Thephrase.id - Habiburokhman tak sabar hati ingin segera menutup sisa waktu 2025 dan menyongsong lembaran awal 2026. Baginya, hari bersejarah akan tercipta pada dua hari pertama di tahun itu. "Berlakunya dua produk hukum yang jauh lebih mungkin menghadirkan keadilan bagi masyarakat," katanya sembari menampilkan wajah sumringah ke kamera wartawan di Bareskrim Polri, Jakarta, Selasa (16/12).
Dua produk hukum yang dimaksud Ketua Komisi III DPR RI itu adalah Kitab Undang-Undang Hukum Acara Pidana (KUHAP) dan Kitab Undang-Undang Hukum Pidana (KUHP), yang akan berlaku secara efektif pada 2 Januari 2026 mendatang.
Berlakunya produk hukum yang diwarnai berbagai penolakan serta kritikan pada saat revisi, disebut akan menyuguhkan keadilan bagi rakyat. Klaim Habiburokhman, UU itu mengedepankan kemanusiaan dan hati nurani dalam pelaksanaannya.

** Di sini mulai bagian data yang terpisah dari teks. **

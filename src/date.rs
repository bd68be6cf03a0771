//! Calendar-independant date, and the Gregorian (proleptic Julian before the
//! 1582 reform) calendar.

use std::ops::{Add, Sub};

use serde::{Deserialize, Serialize};

use crate::error::CalendarError;

/// First Julian day number counted with Gregorian rules (1582-10-15).
pub const GREGORIAN_CUTOVER_JDN: i32 = 2299161;

/// A calendar-independant date.
///
/// Wraps a Julian day number (JDN), i.e. whole days since January 1, 4713
/// BC, proleptic Julian calendar. Negative values are allowed for earlier
/// proleptic dates.
#[derive(Debug, Copy, Clone, Eq, PartialEq, Hash, Ord, PartialOrd, Serialize, Deserialize)]
#[serde(transparent)]
pub struct Date {
    jdn: i32,
}

impl Date {
    /// Creates a `Date` with a Julian day number (JDN).
    pub fn from_jdn(jdn: i32) -> Self {
        Self { jdn }
    }
    /// Returns the Julian day number (JDN) of the date.
    pub fn jdn(&self) -> i32 {
        self.jdn
    }

    /// Creates a `Date` from a calendar date.
    ///
    /// # Example
    ///
    /// ```
    /// use amlich::{Date, GregorianDate};
    ///
    /// let date = Date::from_gregorian(GregorianDate::new(1, 1, 2000).unwrap());
    /// assert_eq!(2451545, date.jdn());
    /// ```
    pub fn from_gregorian(date: GregorianDate) -> Self {
        Self::from_jdn(julian_day_from_gregorian(
            date.day as i32,
            date.month as i32,
            date.year,
        ))
    }
    /// Represents the date in the civil calendar (Julian before the reform).
    ///
    /// # Example
    ///
    /// ```
    /// use amlich::{Date, GregorianDate};
    ///
    /// let date = Date::from_jdn(2451545);
    /// assert_eq!(GregorianDate { day: 1, month: 1, year: 2000 }, date.gregorian());
    /// ```
    pub fn gregorian(&self) -> GregorianDate {
        julian_day_to_gregorian(self.jdn)
    }

    /// Returns the day of week of the date, in ISO-8601 numbering (i.e.
    /// `1..=7` for Monday through Sunday)
    ///
    /// # Example
    ///
    /// ```
    /// use amlich::Date;
    ///
    /// assert_eq!(6, Date::from_jdn(2451545).day_of_week()); // Saturday
    /// ```
    pub fn day_of_week(&self) -> u32 {
        self.jdn.rem_euclid(7) as u32 + 1
    }
    /// Returns the sexagenary day number of the date, numbered from 1
    /// (Giáp Tý) to 60 (Quý Hợi).
    ///
    /// # Example
    ///
    /// ```
    /// use amlich::Date;
    ///
    /// assert_eq!(55, Date::from_jdn(2451545).sexagenary()); // Mậu Ngọ
    /// ```
    pub fn sexagenary(&self) -> u32 {
        (self.jdn + 49).rem_euclid(60) as u32 + 1
    }
}

impl Add<i32> for Date {
    type Output = Date;
    fn add(self, rhs: i32) -> Self::Output {
        Date::from_jdn(self.jdn + rhs)
    }
}
impl Sub<Date> for Date {
    type Output = i32;
    fn sub(self, rhs: Date) -> Self::Output {
        self.jdn - rhs.jdn
    }
}

/// A day in the civil calendar: Gregorian from 1582-10-15 on, proleptic
/// Julian before that.
///
/// `year` is an astronomical year number, i.e. 1 BC is `0`, 2 BC is `-1`.
#[derive(Debug, Copy, Clone, Eq, PartialEq, Hash, Serialize, Deserialize)]
pub struct GregorianDate {
    pub day: u32,
    pub month: u32,
    pub year: i32,
}

impl GregorianDate {
    /// Creates a checked date.
    ///
    /// # Example
    ///
    /// ```
    /// use amlich::{CalendarError, GregorianDate};
    ///
    /// assert!(GregorianDate::new(29, 2, 2000).is_ok());
    /// assert!(GregorianDate::new(29, 2, 1500).is_ok()); // Julian leap year
    /// assert_eq!(
    ///     Err(CalendarError::DroppedDay { day: 10 }),
    ///     GregorianDate::new(10, 10, 1582)
    /// );
    /// ```
    pub fn new(day: u32, month: u32, year: i32) -> Result<Self, CalendarError> {
        if !(1..=12).contains(&month) {
            return Err(CalendarError::InvalidMonth { month });
        }
        let max_day = days_in_month(month, YearType::for_civil_year(year));
        if !(1..=max_day).contains(&day) {
            return Err(CalendarError::InvalidDay {
                day,
                month,
                year,
                max_day,
            });
        }
        if year == 1582 && month == 10 && (5..=14).contains(&day) {
            return Err(CalendarError::DroppedDay { day });
        }
        Ok(Self { day, month, year })
    }
}

/// Computes the Julian day number of `day`/`month`/`year`.
///
/// Any integers are accepted and evaluated arithmetically. Results before
/// [`GREGORIAN_CUTOVER_JDN`] are recomputed with Julian calendar rules, so
/// `4 Oct 1582` and `15 Oct 1582` are consecutive days.
///
/// # Example
///
/// ```
/// use amlich::date::julian_day_from_gregorian;
///
/// assert_eq!(2451545, julian_day_from_gregorian(1, 1, 2000));
/// assert_eq!(
///     1,
///     julian_day_from_gregorian(15, 10, 1582) - julian_day_from_gregorian(4, 10, 1582)
/// );
/// ```
pub fn julian_day_from_gregorian(day: i32, month: i32, year: i32) -> i32 {
    let a = (14 - month).div_euclid(12);
    let y = year + 4800 - a;
    let m = month + 12 * a - 3;
    let base = day + (153 * m + 2).div_euclid(5) + 365 * y + y.div_euclid(4);
    let jdn = base - y.div_euclid(100) + y.div_euclid(400) - 32045;
    if jdn < GREGORIAN_CUTOVER_JDN {
        base - 32083
    } else {
        jdn
    }
}

/// Converts a Julian day number back into a calendar date, the inverse of
/// [`julian_day_from_gregorian`].
pub fn julian_day_to_gregorian(jdn: i32) -> GregorianDate {
    let (b, c) = if jdn >= GREGORIAN_CUTOVER_JDN {
        let a = jdn + 32044;
        let b = (4 * a + 3).div_euclid(146097);
        (b, a - (146097 * b).div_euclid(4))
    } else {
        (0, jdn + 32082)
    };
    let d = (4 * c + 3).div_euclid(1461);
    let e = c - (1461 * d).div_euclid(4);
    let m = (5 * e + 2).div_euclid(153);
    GregorianDate {
        day: (e - (153 * m + 2).div_euclid(5) + 1) as u32,
        month: (m + 3 - 12 * m.div_euclid(10)) as u32,
        year: b * 100 + d - 4800 + m.div_euclid(10),
    }
}

/// Indicates whether a year is a leap year or common year.
#[derive(Debug, Copy, Clone, Eq, PartialEq, Hash)]
pub enum YearType {
    Common,
    Leap,
}

impl YearType {
    /// Determines if `year` is a leap year in Gregorian calendar.
    pub fn from_gregorian(year: i32) -> Self {
        if year.rem_euclid(4) == 0 && year.rem_euclid(100) != 0 || year.rem_euclid(400) == 0 {
            Self::Leap
        } else {
            Self::Common
        }
    }
    /// Determines if `year` is a leap year in Julian calendar.
    pub fn from_julian(year: i32) -> Self {
        if year.rem_euclid(4) == 0 {
            Self::Leap
        } else {
            Self::Common
        }
    }
    /// Picks the calendar in force for `year`: Julian before 1582, Gregorian
    /// afterwards. February 1582 is common in both.
    pub fn for_civil_year(year: i32) -> Self {
        if year < 1582 {
            Self::from_julian(year)
        } else {
            Self::from_gregorian(year)
        }
    }
    /// Returns `true` if `self` is `Leap`, otherwise `false`.
    pub fn is_leap(&self) -> bool {
        matches!(self, YearType::Leap)
    }
}

/// Number of days in `month` (`1..=12`).
pub fn days_in_month(month: u32, year_type: YearType) -> u32 {
    match month {
        2 => 28 + year_type.is_leap() as u32,
        4 | 6 | 9 | 11 => 30,
        _ => 31,
    }
}

#[cfg(test)]
mod tests {
    use super::*;

    fn ymd(day: u32, month: u32, year: i32) -> GregorianDate {
        GregorianDate { day, month, year }
    }

    #[test]
    fn from_gregorian() {
        assert_eq!(2440588, julian_day_from_gregorian(1, 1, 1970));
        assert_eq!(2459466, julian_day_from_gregorian(8, 9, 2021));
        assert_eq!(0, julian_day_from_gregorian(1, 1, -4712));
        assert_eq!(-365, julian_day_from_gregorian(1, 1, -4713));
    }

    #[test]
    fn to_gregorian() {
        assert_eq!(ymd(1, 1, 1970), julian_day_to_gregorian(2440588));
        assert_eq!(ymd(8, 9, 2021), julian_day_to_gregorian(2459466));
        assert_eq!(ymd(1, 1, 2000), julian_day_to_gregorian(2451545));
        assert_eq!(ymd(1, 1, -4713), julian_day_to_gregorian(-365));
    }

    #[test]
    fn cutover() {
        assert_eq!(2299160, julian_day_from_gregorian(4, 10, 1582));
        assert_eq!(2299161, julian_day_from_gregorian(15, 10, 1582));
        assert_eq!(ymd(4, 10, 1582), julian_day_to_gregorian(2299160));
        assert_eq!(ymd(15, 10, 1582), julian_day_to_gregorian(2299161));
    }

    #[test]
    fn julian_leap_day_round_trips() {
        let jdn = julian_day_from_gregorian(29, 2, 1500);
        assert_eq!(ymd(29, 2, 1500), julian_day_to_gregorian(jdn));
        assert_eq!(1, julian_day_from_gregorian(1, 3, 1500) - jdn);
    }

    #[test]
    fn date_arithmetic() {
        let date = Date::from_jdn(2451545);
        assert_eq!(Date::from_jdn(2451575), date + 30);
        assert_eq!(Date::from_jdn(2451515), date + -30);
        assert_eq!(-30, Date::from_jdn(2451515) - date);
        assert_eq!(ymd(31, 12, 1999), (date + -1).gregorian());
    }

    #[test]
    fn to_day_of_week() {
        assert_eq!(4, Date::from_jdn(2440588).day_of_week());
        assert_eq!(3, Date::from_jdn(2459466).day_of_week());
        // 1 Jan 4713 BC was a Monday
        assert_eq!(1, Date::from_jdn(0).day_of_week());
        assert_eq!(7, Date::from_jdn(-1).day_of_week());
    }

    #[test]
    fn to_sexagenary() {
        assert_eq!(18, Date::from_jdn(2440588).sexagenary());
        assert_eq!(56, Date::from_jdn(2459466).sexagenary());
        assert_eq!(49, Date::from_jdn(-1).sexagenary());
    }

    #[test]
    fn checked_dates() {
        assert_eq!(Ok(ymd(31, 12, 1999)), GregorianDate::new(31, 12, 1999));
        assert_eq!(
            Err(CalendarError::InvalidMonth { month: 0 }),
            GregorianDate::new(1, 0, 2000)
        );
        assert_eq!(
            Err(CalendarError::InvalidDay {
                day: 29,
                month: 2,
                year: 1900,
                max_day: 28
            }),
            GregorianDate::new(29, 2, 1900)
        );
        assert_eq!(
            Err(CalendarError::InvalidDay {
                day: 0,
                month: 1,
                year: 2000,
                max_day: 31
            }),
            GregorianDate::new(0, 1, 2000)
        );
        assert!(GregorianDate::new(4, 10, 1582).is_ok());
        assert!(GregorianDate::new(15, 10, 1582).is_ok());
        for day in 5..=14 {
            assert_eq!(
                Err(CalendarError::DroppedDay { day }),
                GregorianDate::new(day, 10, 1582)
            );
        }
    }

    #[test]
    fn year_types() {
        assert!(YearType::from_gregorian(2000).is_leap());
        assert!(!YearType::from_gregorian(1900).is_leap());
        assert!(YearType::from_julian(1900).is_leap());
        assert!(YearType::for_civil_year(-4).is_leap());
        assert!(!YearType::for_civil_year(1700).is_leap());
        assert_eq!(29, days_in_month(2, YearType::Leap));
        assert_eq!(30, days_in_month(11, YearType::Common));
    }
}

Lain halnya dengan Habiburokhman, masyarakat sipil justru menyebut tanggal muda itu ibarat tiupan peluit sumbang yang menjadi tanda dimulainya kekacauan sistem peradilan pidana di Indonesia. Kekacauan itu lebih-lebih tercium dari berlakunya KUHAP baru yang mengandung sejumlah masalah.
Pembahasan KUHAP super kilat, tidak menyentuh fundamental, hingga minim partisipasi publik dinilai menjadi titik awal bencana peradilan pidana. DPR dan pemerintah telah menyeret Indonesia ke jurang krisis hukum pidana.
Ketua Umum Yayasan Lembaga Bantuan Hukum Indonesia (YLBHI) Muhamad Isnur menyoroti ketergesaan DPR dan pemerintah dalam mengesahkan KUHAP pada Selasa, 18 November 2025 lalu. Lebih-lebih jarak pengesahan dengan berlakunya KUHAP tidak kurang dari dua bulan, itu pun masih dipotong hari libur.
Menurutnya, terjadi kegentingan regulasi dalam waktu singkat itu. Pasalnya, ada kewajiban pembuatan aturan pelaksana berupa 25 Peraturan Pemerintah (PP), 1 Peraturan Presiden (Perpres), 1 Peraturan Mahkamah Agung (Perma), dan 1 Undang-Undang.
Aturan pelaksana tersebut akan menjabarkan lebih lanjut ketentuan-ketentuan yang bersifat umum dalam KUHAP agar dapat diterapkan secara teknis dan operasional.
"Tanpa PP, Perpres, Perma, dan UU sebagai aturan pelaksana tersebut, norma-norma KUHAP akan tidak jelas dan membuka ruang penyimpangan di setiap tahapan prosesnya," kata Isnur dalam keterangannya kepada ThePhrase.id beberapa waktu lalu.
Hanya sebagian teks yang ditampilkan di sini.